Проекция настолько самостоятельна и всеобъемлюща с ее ползущими по стенам и полу охристо-черными песочными завихрениями, с игрой света и тени как в ночном парке, с неровными сине-молочными полосами (из новеллы про человека, который покрасил стену в сине-белые полосы и свой фартук, чтобы его не могли найти на фоне стены), что, кажется, не нужны даже люди. Пространство ассоциативно напоминает какую-то жаркую страну вроде Туркменистана или Казахстана, так часто встречающуюся у Тонино Гуэрра, где ходят люди в потрепанных восточных халатах, тюбетейках, ватниках и даже одежде швами наружу. И действительно, в финале актеры все больше превращаются в операторов кукол, вещей почти по принципу АХЕ (даже драматическая актриса Марина Солопченко ведет куклу Синего пса), а предметы появляются только ради того, чтобы проиллюстрировать текст. С одной стороны, это близко к поэтике «Семи тетрадей жизни» Тонино Гуэрра, где люди и предметы появляются лишь на миг и исчезают.

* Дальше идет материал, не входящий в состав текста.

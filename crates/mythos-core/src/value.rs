//! Field values and the map shapes every layer passes around.
//!
//! Raw content is untyped: a definition is a mapping of field name to an
//! arbitrary nested value. `serde_json`'s map keeps keys sorted, which gives
//! deterministic iteration and structural equality for free.

use std::collections::BTreeMap;

use crate::error::ResolveError;
use crate::id::EntityKey;

pub use serde_json::Value;

/// A single definition's fields.
pub type DataMap = serde_json::Map<String, Value>;

/// kind -> key -> T.
pub type KindMap<T> = BTreeMap<String, BTreeMap<String, T>>;

/// Reserved field listing an abstract's parents.
pub const PARENTS_FIELD: &str = "parents";

/// Reserved field naming the abstract a concrete definition inherits from.
pub const ABSTRACT_FIELD: &str = "abstract";

/// Reserved field holding a class path.
pub const CLASS_FIELD: &str = "class";

/// Copy every top-level field of `source` into `target`, overwriting on
/// collision. Nested maps are replaced, not merged.
pub fn overlay(target: &mut DataMap, source: &DataMap) {
    for (field, value) in source {
        target.insert(field.clone(), value.clone());
    }
}

/// Count the entries of a [`KindMap`] across all kinds.
pub fn kind_map_len<T>(map: &KindMap<T>) -> usize {
    map.values().map(BTreeMap::len).sum()
}

/// Read an optional string field. Absent and `null` are both `None`.
pub fn optional_str<'a>(
    fields: &'a DataMap,
    field: &'static str,
    entry: &EntityKey,
) -> Result<Option<&'a str>, ResolveError> {
    match fields.get(field) {
        None | Some(Value::Null) => Ok(None),
        Some(Value::String(s)) if s.is_empty() => Ok(None),
        Some(Value::String(s)) => Ok(Some(s.as_str())),
        Some(other) => Err(ResolveError::InvalidField {
            entry: entry.clone(),
            field,
            detail: format!("expected a string, found {}", type_name(other)),
        }),
    }
}

/// Read a field that may be either a single string or a list of strings.
pub fn string_list(
    fields: &DataMap,
    field: &'static str,
    entry: &EntityKey,
) -> Result<Vec<String>, ResolveError> {
    match fields.get(field) {
        None | Some(Value::Null) => Ok(Vec::new()),
        Some(Value::String(s)) => Ok(vec![s.clone()]),
        Some(Value::Array(items)) => items
            .iter()
            .map(|item| match item {
                Value::String(s) => Ok(s.clone()),
                other => Err(ResolveError::InvalidField {
                    entry: entry.clone(),
                    field,
                    detail: format!("expected a list of strings, found {}", type_name(other)),
                }),
            })
            .collect(),
        Some(other) => Err(ResolveError::InvalidField {
            entry: entry.clone(),
            field,
            detail: format!("expected a list of strings, found {}", type_name(other)),
        }),
    }
}

/// Short human name of a value's JSON type, for error messages.
pub fn type_name(value: &Value) -> &'static str {
    match value {
        Value::Null => "null",
        Value::Bool(_) => "a boolean",
        Value::Number(_) => "a number",
        Value::String(_) => "a string",
        Value::Array(_) => "a list",
        Value::Object(_) => "a mapping",
    }
}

С другой, очень не хватает открытия в привычных вещах новых качеств, чем так славится театр АХЕ, из которого вышла Яна Тумина, и что есть в ее «Шекспир-лаборатории».
Если драматическая актриса с успехом ведёт куклу по принципу театра АХЕ, то естественно, как мне кажется, возникает вопрос о смысле дальнейшего существования факультета театра кукол в нашей Академии. Нет?
Нет, такого не возникает, но появляется другой: зачем нужны были драматические актеры именно для этой постановки, я так себе и не ответила. Разве что нужно было дать фактуру людей в возрасте?